Work instructions: A complete answer lists every line of the entries below where the string "details" appears.

[Saved data entries]

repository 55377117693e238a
use std::collections::HashMap;
use std::sync::Arc;

use tokio::sync::Mutex;

use crate::config::Config;
use crate::models::MovieId;
use crate::services::providers::{MetadataProvider, TmdbProvider};
use crate::services::{ModelStore, SimilarityModel};

/// Shared application state
#[derive(Clone)]
pub struct AppState {
    /// Currently served similarity model
    pub models: ModelStore,
    /// Poster/details provider; `None` when no API key is configured
    pub metadata: Option<Arc<dyn MetadataProvider>>,
    /// movieId -> TMDB id
    pub tmdb_links: Arc<HashMap<MovieId, u64>>,
    pub config: Arc<Config>,
    /// Held for the whole rebuild, so rebuilds run one at a time
    pub rebuild_lock: Arc<Mutex<()>>,
}

impl AppState {
    /// Creates state around a built model, wiring TMDB when a key is present
    pub fn new(model: SimilarityModel, tmdb_links: HashMap<MovieId, u64>, config: Config) -> Self {
        let metadata = config.tmdb_key().map(|key| {
            Arc::new(TmdbProvider::new(key.to_string(), config.tmdb_api_url.clone()))
                as Arc<dyn MetadataProvider>
        });

        if metadata.is_none() {
            tracing::warn!("TMDB_API_KEY not set, posters and movie details disabled");
        }

        Self::with_provider(model, tmdb_links, config, metadata)
    }

    /// Creates state with an explicit metadata provider
    pub fn with_provider(
        model: SimilarityModel,
        tmdb_links: HashMap<MovieId, u64>,
        config: Config,
        metadata: Option<Arc<dyn MetadataProvider>>,
    ) -> Self {
        Self {
            models: ModelStore::new(model),
            metadata,
            tmdb_links: Arc::new(tmdb_links),
            config: Arc::new(config),
            rebuild_lock: Arc::new(Mutex::new(())),
        }
    }
}
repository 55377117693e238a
pub mod handlers;
pub mod routes;
pub mod state;

pub use routes::create_router;
pub use state::AppState;
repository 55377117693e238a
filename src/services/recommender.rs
use ndarray::Array1;
use std::collections::HashSet;
use std::sync::Arc;

use crate::{
    models::{MovieId, Recommendation},
    services::{similarity::SimilarityModel, title_search::resolve_titles},
};

/// Item-item recommendation queries against a built similarity model
///
/// Cheap to clone; clones share the same model.
#[derive(Debug, Clone)]
pub struct Recommender {
    model: Arc<SimilarityModel>,
}

impl Recommender {
    pub fn new(model: Arc<SimilarityModel>) -> Self {
        Self { model }
    }

    pub fn model(&self) -> &SimilarityModel {
        &self.model
    }

    /// Recommends up to `top_n` movies similar to the liked `titles`
    ///
    /// Titles resolve against the catalog (exact normalized match, then first
    /// substring match). Seeds without a similarity row are skipped. The
    /// remaining similarity rows are averaged and ranked best-first; ties keep
    /// row order. Seeds and movies missing from the catalog are never returned.
    /// Unresolvable input yields an empty list rather than an error.
    pub fn recommend<S: AsRef<str>>(&self, titles: &[S], top_n: usize) -> Vec<Recommendation> {
        if titles.is_empty() || top_n == 0 {
            return Vec::new();
        }

        let seeds = resolve_titles(self.model.catalog(), titles);
        self.recommend_for_ids(&seeds, top_n)
    }

    /// Same as [`Recommender::recommend`] for already resolved movie ids
    pub fn recommend_for_ids(&self, seeds: &[MovieId], top_n: usize) -> Vec<Recommendation> {
        if top_n == 0 {
            return Vec::new();
        }

        let Some(aggregate) = self.aggregate(seeds) else {
            tracing::debug!(seeds = seeds.len(), "No seed has a similarity row");
            return Vec::new();
        };

        let index = self.model.index();
        let seed_rows: HashSet<usize> = seeds.iter().filter_map(|id| index.row_of(*id)).collect();

        let mut ranked: Vec<(usize, f64)> = aggregate.iter().copied().enumerate().collect();
        // stable: equal scores stay in row order
        ranked.sort_by(|a, b| b.1.total_cmp(&a.1));

        let catalog = self.model.catalog();
        ranked
            .into_iter()
            .filter(|(row, _)| !seed_rows.contains(row))
            .filter_map(|(row, score)| {
                let movie_id = index.movie_at(row)?;
                let title = catalog.title_of(movie_id)?;
                Some(Recommendation {
                    movie_id,
                    title: title.to_string(),
                    score,
                })
            })
            .take(top_n)
            .collect()
    }

    /// Element-wise mean of the seeds' similarity rows, one term per seed occurrence
    fn aggregate(&self, seeds: &[MovieId]) -> Option<Array1<f64>> {
        let mut sum: Option<Array1<f64>> = None;
        let mut count = 0usize;

        for row in seeds.iter().filter_map(|id| self.model.similarity_row(*id)) {
            match sum.as_mut() {
                Some(acc) => *acc += &row,
                None => sum = Some(row.to_owned()),
            }
            count += 1;
        }

        sum.map(|acc| acc / count as f64)
    }
}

Solution to the exercise:
    /// Poster/details provider; `None` when no API key is configured
            tracing::warn!("TMDB_API_KEY not set, posters and movie details disabled");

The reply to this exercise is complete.